Cristóbal Cubilla

Personal information
- Full name: Cristóbal Cubilla Delgadillo
- Date of birth: 1 January 1962 (age 63)
- Place of birth: Paraguay
- Position(s): Midfielder

Senior career*
- Years: Team / Apps / (Gls)
- 1980: Independiente FBC
- 1981–1985: Cerro Porteño
- 1986–1987: Club Sol de América
- 1987–1988: Club Necaxa
- 1988–1989: Once Caldas
- 1990–1991: Club Olimpia
- 1992: Club Libertad
- 1993: Club Olimpia
- 1993: Club Guaraní
- 1994: Humaitá FBC
- 1995: Club Atlético Tembetary
- 1996: FBC Melgar
- 1997: Shanghai Shenhua FC
- 1998: Foz do Iguaçu Futebol Clube

= Cristóbal Cubilla =

Paraguayan footballer (born 1962)

Cristóbal Cubilla Delgadillo (1 January 1962) is a Paraguayan football manager and former footballer who last managed Club Pilcomayo FBC.

==Early life==

Cubilla was born in 1982 in Paraguay.
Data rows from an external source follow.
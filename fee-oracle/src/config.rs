use serde::{Deserialize, Serialize};

/// Construction parameters for a [`FeeEstimator`](crate::FeeEstimator).
///
/// The configuration is fixed for the lifetime of an estimator: it determines
/// the fee-rate bucket boundaries and the number of confirmation ranges the
/// statistics tables are sized for.
///
/// Fee rates are expressed in atoms per kilobyte, where an atom is the
/// smallest unit of the underlying currency.
#[derive(Debug, Clone, PartialEq, Serialize, Deserialize)]
pub struct EstimatorConfig {
    /// Maximum number of confirmation ranges to track. The final range is a
    /// catch-all for transactions confirming at or beyond this horizon.
    /// Must be at least 2.
    pub max_confirms: u32,

    /// Fee rate of the lowest bucket for which estimation is tracked.
    /// Transactions paying strictly less than this are not recorded.
    /// Must be positive.
    pub min_bucket_fee: u32,

    /// Fee rate bounding bucket generation: buckets are generated while their
    /// upper bound stays below this value. Must be greater than
    /// `min_bucket_fee`.
    pub max_bucket_fee: u32,

    /// Multiplier between consecutive fee rate buckets (each bucket bound is
    /// higher than the previous one by this factor). Must be greater than 1.
    pub fee_rate_step: f64,
}

impl Default for EstimatorConfig {
    /// 32 confirmation ranges and 39 geometric buckets between 10,000 and
    /// 400,000 atoms/kB, plus the unbounded catch-all.
    fn default() -> Self {
        Self {
            max_confirms: 32,
            min_bucket_fee: 10_000,
            max_bucket_fee: 400_000,
            fee_rate_step: 1.1,
        }
    }
}
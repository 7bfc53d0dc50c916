#![no_main]

use fee_oracle::{FeeEstimator, TxId};
use libfuzzer_sys::fuzz_target;

fn txid(n: u8) -> TxId {
    TxId::new([n; 32])
}

fuzz_target!(|data: &[u8]| {
    // Interpret the fuzzer input as a stream of estimator operations. None of
    // them should panic, no matter the order or arguments.
    let mut estimator = FeeEstimator::new();

    for chunk in data.chunks_exact(4) {
        let id = chunk[1];
        match chunk[0] % 4 {
            0 => {
                // Fee and size spread over several orders of magnitude so
                // both tracked and sub-minimum rates are exercised.
                let fee = u64::from(chunk[2]) << (chunk[3] % 16);
                let size = u64::from(chunk[3]).max(1);
                estimator.add_mempool_transaction(txid(id), fee, size);
            }
            1 => {
                estimator.remove_mempool_transaction(txid(id));
            }
            2 => {
                let height = estimator.best_height() + i64::from(chunk[2] % 3);
                let mined: Vec<TxId> = chunk[3..].iter().copied().map(txid).collect();
                estimator.process_block(height, &mined);
            }
            _ => {
                let target = u32::from(chunk[2]).max(1);
                let success_pct = f64::from(chunk[3].max(1)) / 255.0;
                let _ = estimator.estimate_median_fee(target, success_pct);
            }
        }
    }

    let _ = estimator.dump_buckets();
});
He is a native of Campo Grande, Paraguay.

==Playing career==

Cubilla started his career with Paraguayan side Independiente FBC. In 1981, he signed for Paraguayan side Cerro Porteño. In 1986, he signed for Paraguayan side Club Sol de América. He helped the club win the league. In 1987, he signed for Mexican side Club Necaxa. In 1988, he signed for Colombian side Once Caldas. In 1990, he signed for Paraguayan side Club Olimpia. He helped the club win the 1990 Copa Libertadores. In 1992, he signed for Paraguayan side Club Libertad. In 1993, he returned to Paraguayan side Club Olimpia. In 1993, he signed for Paraguayan side Club Guaraní. In 1994, he signed for Paraguayan side Humaitá FBC. In 1995, he signed for Paraguayan side Club Atlético Tembetary. In 1996, he signed for Peruvian side FBC Melgar. In 1997, he signed for Chinese side Shanghai Shenhua FC. In 1998, he signed for Brazilian side Foz do Iguaçu Futebol Clube.

==Managerial career==

Cubilla managed Paraguayan side Club Atlético 3 de Febrero. He was described as "managed to save them from relegation".

==Personal life==

Cubilla has children. He has been nicknamed "Cirujano".